Decorrido o prazo, o pintor apresentou um retrato velho que tinha ha anos sobre um cavalete, como sendo o encomendado. O português fixou o quadro visivelmente surpreso. Era completamente diferente da lembrança que tinha do pai que deixara na terrinha.

– É aquele, o meu pai?!! – estranhou.

– Sim, senhor, é aquele.

– Tem certeza de que é ele? – insistiu o luso.

– É ele, asseguro-lhe.

E assim, entre soluços e lágrimas, o português sacou da algibeira o dinheiro para pagar o precioso retrato, exclamando choroso:

– Coitado do meu pai!… Como está mudado!…Ó como está mudado o pobre do meu pai!…Pobrezinho do meu pai, como está mudado!…

SE CHEGASSE A TEMPO

Um guarda urbano socorre um sujeito que se acha caído no chão, todo machucado e com a roupa rasgada:

– O que há, chefe?

 – Fui assaltado… eram dois, armados, bateram-me… bateram-me a carteira e depois… escapuliram…

– Imagine, seu chefe, se eu chego a tempo… – respondeu o guarda. – Éramos duas vítimas!

REMENDO

Um pai foi registrar o nascimento da filha.

– O nome? – diz o escrivão.

– Ruth.

Feito o registro verificou-se que o escrivão havia escrito: “Ruth, do sexo masculino, etc.”.

– Como! Aqui está errado! O sexo é feminino.

– Ó com os diabos! E neste livro não se pode riscar nem emendar…

– Dê um jeito…

– Aaaaa! Tão fácil!… diz o escrivão. – É só mudar o “ó” em “a”… Dá certo!

E lá foi lançado: “Ruth, do sexo masculina…”

EVIDENTE!

O Marinho e o Soiza eram dois portugueses que se estabeleceram com o mesmo ramo comercial, café em xícaras, na mesma avenida, no Rio. Um bem em frente ao outro.

O Marinho, chamando um pintador de paredes, mandou pintar, com tintas de corres berrantes, sobre as portas: Um ramo de café, uma santa e uma cruz de Malta.

O Soiza, que lá do seu estabelecimento tudo observava, interpelou o patrício.

– Ó Marinho! Que raio de borradela estás por aí a fazeire?
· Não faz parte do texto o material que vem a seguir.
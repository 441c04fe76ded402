use std::sync::Arc;

use axum::{
    Json,
    extract::{Path, Query, State},
    http::StatusCode,
    response::IntoResponse,
};

use crate::auth::RequireIdentity;
use crate::server::AppState;
use crate::server::dto::ListRevisionsParams;
use crate::server::response::{
    ApiError, ApiResponse, DEFAULT_PAGE_SIZE, MAX_PAGE_SIZE, PaginatedResponse, paginate,
};

use super::access::{load_page, load_revision};

pub async fn create_revision(
    RequireIdentity(identity): RequireIdentity,
    State(state): State<Arc<AppState>>,
    Path(page_id): Path<String>,
) -> impl IntoResponse {
    let ws = &state.workspace;
    load_page(ws, &identity, &page_id)?;

    let revision = ws.revisions.snapshot_page(&page_id, identity.user())?;

    Ok::<_, ApiError>((StatusCode::CREATED, Json(ApiResponse::success(revision))))
}

pub async fn list_revisions(
    RequireIdentity(identity): RequireIdentity,
    State(state): State<Arc<AppState>>,
    Path(page_id): Path<String>,
    Query(params): Query<ListRevisionsParams>,
) -> impl IntoResponse {
    let ws = &state.workspace;
    load_page(ws, &identity, &page_id)?;

    let limit = params
        .limit
        .unwrap_or(DEFAULT_PAGE_SIZE)
        .clamp(1, MAX_PAGE_SIZE);
    let revisions =
        ws.revisions
            .list_revisions_after(&page_id, params.after.unwrap_or(0), limit + 1)?;

    let (revisions, next_cursor, has_more) = paginate(revisions, limit, |r| r.version);

    Ok::<_, ApiError>(Json(PaginatedResponse::new(
        revisions,
        next_cursor,
        has_more,
    )))
}

pub async fn get_revision(
    RequireIdentity(identity): RequireIdentity,
    State(state): State<Arc<AppState>>,
    Path(id): Path<String>,
) -> impl IntoResponse {
    let revision = load_revision(&state.workspace, &identity, &id)?;

    Ok::<_, ApiError>(Json(ApiResponse::success(revision)))
}

pub async fn restore_revision(
    RequireIdentity(identity): RequireIdentity,
    State(state): State<Arc<AppState>>,
    Path(id): Path<String>,
) -> impl IntoResponse {
    let ws = &state.workspace;
    load_revision(ws, &identity, &id)?;

    let restored = ws.revisions.restore_revision(&id, identity.user())?;

    Ok::<_, ApiError>(Json(ApiResponse::success(restored)))
}
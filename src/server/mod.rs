mod cors;
pub mod dto;
pub mod response;
mod router;
mod workspace;

pub use cors::cors_layer;
pub use router::{AppState, create_router};
pub use workspace::workspace_router;
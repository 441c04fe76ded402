use serde::{Deserialize, Deserializer};
use serde_json::Value;

use crate::types::Properties;

/// Distinguishes an absent field (`None`) from an explicit `null` (`Some(None)`).
/// Pair with `#[serde(default)]`.
fn nullable<'de, D, T>(deserializer: D) -> Result<Option<Option<T>>, D::Error>
where
    D: Deserializer<'de>,
    T: Deserialize<'de>,
{
    Option::<T>::deserialize(deserializer).map(Some)
}

#[derive(Debug, Default, Deserialize)]
pub struct ListFoldersParams {
    #[serde(default)]
    pub parent_id: Option<String>,
}

#[derive(Debug, Deserialize)]
pub struct CreateFolderRequest {
    pub name: String,
    #[serde(default)]
    pub parent_folder_id: Option<String>,
    #[serde(default)]
    pub description: Option<String>,
    #[serde(default)]
    pub icon: Option<String>,
    #[serde(default)]
    pub position: Option<i64>,
}

#[derive(Debug, Default, Deserialize)]
pub struct UpdateFolderRequest {
    #[serde(default)]
    pub name: Option<String>,
    #[serde(default, deserialize_with = "nullable")]
    pub description: Option<Option<String>>,
    #[serde(default, deserialize_with = "nullable")]
    pub icon: Option<Option<String>>,
    #[serde(default)]
    pub position: Option<i64>,
}

#[derive(Debug, Default, Deserialize)]
pub struct MoveFolderRequest {
    /// `null` or absent moves the folder to the top level.
    #[serde(default)]
    pub parent_folder_id: Option<String>,
}

#[derive(Debug, Deserialize)]
pub struct ArchiveRequest {
    pub archived: bool,
}

#[derive(Debug, Deserialize)]
pub struct FavoriteRequest {
    pub favorite: bool,
}

#[derive(Debug, Default, Deserialize)]
pub struct ListPagesParams {
    #[serde(default)]
    pub folder_id: Option<String>,
    #[serde(default)]
    pub parent_page_id: Option<String>,
    #[serde(default)]
    pub include_archived: Option<bool>,
    #[serde(default)]
    pub favorites: Option<bool>,
}

#[derive(Debug, Deserialize)]
pub struct CreatePageRequest {
    pub title: String,
    #[serde(default)]
    pub slug: Option<String>,
    #[serde(default)]
    pub folder_id: Option<String>,
    #[serde(default)]
    pub parent_page_id: Option<String>,
    #[serde(default)]
    pub icon: Option<String>,
    #[serde(default)]
    pub cover_image: Option<String>,
    #[serde(default)]
    pub summary: Option<String>,
    /// Raw block tree; shape errors are reported as validation failures.
    #[serde(default)]
    pub content: Option<Value>,
    #[serde(default)]
    pub properties: Option<Properties>,
    #[serde(default)]
    pub position: Option<i64>,
}

#[derive(Debug, Default, Deserialize)]
pub struct UpdatePageRequest {
    #[serde(default)]
    pub title: Option<String>,
    #[serde(default, deserialize_with = "nullable")]
    pub slug: Option<Option<String>>,
    #[serde(default, deserialize_with = "nullable")]
    pub icon: Option<Option<String>>,
    #[serde(default, deserialize_with = "nullable")]
    pub cover_image: Option<Option<String>>,
    #[serde(default, deserialize_with = "nullable")]
    pub summary: Option<Option<String>>,
    #[serde(default)]
    pub content: Option<Value>,
    #[serde(default)]
    pub properties: Option<Properties>,
    #[serde(default)]
    pub position: Option<i64>,
}

#[derive(Debug, Default, Deserialize)]
pub struct MovePageRequest {
    #[serde(default)]
    pub folder_id: Option<String>,
    #[serde(default)]
    pub parent_page_id: Option<String>,
}

#[derive(Debug, Default, Deserialize)]
pub struct ListRevisionsParams {
    /// Return versions strictly greater than this one.
    #[serde(default)]
    pub after: Option<i64>,
    #[serde(default)]
    pub limit: Option<usize>,
}
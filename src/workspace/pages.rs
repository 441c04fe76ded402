use std::sync::Arc;

use chrono::Utc;
use tracing::{debug, info};
use uuid::Uuid;

use super::validation::{validate_page_title, validate_slug};
use crate::error::{Error, Result};
use crate::store::Store;
use crate::types::{
    NewPage, Page, PagePatch, PageQuery, PageRemoval, Properties, Stamp, validate_blocks,
};

pub struct PageManager {
    store: Arc<dyn Store>,
}

impl PageManager {
    pub fn new(store: Arc<dyn Store>) -> Self {
        Self { store }
    }

    pub fn create_page(&self, new: NewPage) -> Result<Page> {
        let title = validate_page_title(&new.title)?;
        if let Some(slug) = &new.slug {
            validate_slug(slug)?;
        }
        let content = new.content.unwrap_or_default();
        validate_blocks(&content)?;

        let now = Utc::now();
        let page = Page {
            id: Uuid::new_v4().to_string(),
            organization_id: new.organization_id,
            folder_id: new.folder_id,
            parent_page_id: new.parent_page_id,
            title,
            slug: new.slug,
            icon: new.icon,
            cover_image: new.cover_image,
            summary: new.summary,
            content,
            properties: new.properties.unwrap_or_else(Properties::new),
            is_archived: false,
            is_favorite: false,
            position: new.position.unwrap_or(0),
            published_at: None,
            created_by_id: new.created_by_id.clone(),
            updated_by_id: new.created_by_id,
            created_at: now,
            updated_at: now,
        };

        self.store.create_page(&page)?;
        info!(
            "Created page {} in organization {}",
            page.id, page.organization_id
        );
        Ok(page)
    }

    pub fn get_page(&self, id: &str) -> Result<Page> {
        self.store
            .get_page(id)?
            .ok_or_else(|| Error::not_found("page", id))
    }

    pub fn get_page_by_slug(&self, organization_id: &str, slug: &str) -> Result<Page> {
        self.store
            .get_page_by_slug(organization_id, slug)?
            .ok_or_else(|| Error::not_found("page", slug))
    }

    pub fn list_pages(&self, query: &PageQuery) -> Result<Vec<Page>> {
        self.store.list_pages(query)
    }

    pub fn list_child_pages(&self, id: &str) -> Result<Vec<Page>> {
        self.get_page(id)?;
        self.store.list_child_pages(id)
    }

    /// Partial update. Never snapshots; callers decide when history is kept.
    pub fn update_page(&self, id: &str, mut patch: PagePatch, editor: Option<&str>) -> Result<Page> {
        if patch.is_empty() {
            return self.get_page(id);
        }
        if let Some(title) = &patch.title {
            patch.title = Some(validate_page_title(title)?);
        }
        if let Some(Some(slug)) = &patch.slug {
            validate_slug(slug)?;
        }
        if let Some(content) = &patch.content {
            validate_blocks(content)?;
        }

        debug!("Updating page {}", id);
        self.store.update_page(id, &patch, &Stamp::now(editor))
    }

    /// Re-files the page and reparents it. The page hierarchy is checked for
    /// cycles independently of the folder hierarchy.
    pub fn move_page(
        &self,
        id: &str,
        new_folder_id: Option<&str>,
        new_parent_page_id: Option<&str>,
        editor: Option<&str>,
    ) -> Result<Page> {
        let patch = PagePatch {
            folder_id: Some(new_folder_id.map(str::to_string)),
            parent_page_id: Some(new_parent_page_id.map(str::to_string)),
            ..PagePatch::default()
        };
        let page = self.store.update_page(id, &patch, &Stamp::now(editor))?;
        info!("Moved page {}", id);
        Ok(page)
    }

    /// Idempotent: an already published page is returned unchanged.
    pub fn publish_page(&self, id: &str, editor: Option<&str>) -> Result<Page> {
        self.store.publish_page(id, &Stamp::now(editor))
    }

    pub fn archive_page(&self, id: &str, archived: bool, editor: Option<&str>) -> Result<Page> {
        let patch = PagePatch {
            is_archived: Some(archived),
            ..PagePatch::default()
        };
        self.store.update_page(id, &patch, &Stamp::now(editor))
    }

    pub fn favorite_page(&self, id: &str, favorite: bool, editor: Option<&str>) -> Result<Page> {
        let patch = PagePatch {
            is_favorite: Some(favorite),
            ..PagePatch::default()
        };
        self.store.update_page(id, &patch, &Stamp::now(editor))
    }

    /// Removes the page, its descendants, and every revision of each.
    pub fn delete_page(&self, id: &str) -> Result<PageRemoval> {
        let removal = self.store.delete_page(id)?;
        info!(
            "Deleted page {} ({} pages, {} revisions)",
            id, removal.pages_deleted, removal.revisions_deleted
        );
        Ok(removal)
    }
}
– Borradela, nada homain! Não bês logo a iarte e a ciência com que isto foi imaginado?

– Não t’entendo.

– Tão fácile: um ramo de café, uma santa e uma cruz: Café Santa Cruz!

Tu tens um talento de três estalinhos!

O Soiza que gostara da idéia do colega, assim que o pintor se desocupou mandou chamá-lo. No outro dia aparecia vistosa na parede do Soiza a seguinte pintura: Um pé de café, uma nuvem e um boi sobre a nuvem.

O Marinho, ao ver aquilo, gritou para o concorrente:

– Ó Soiza! Que raio de marmelada é essa aí?

– Marm’lada nada! Não bês logo? Café Voi nos Aires!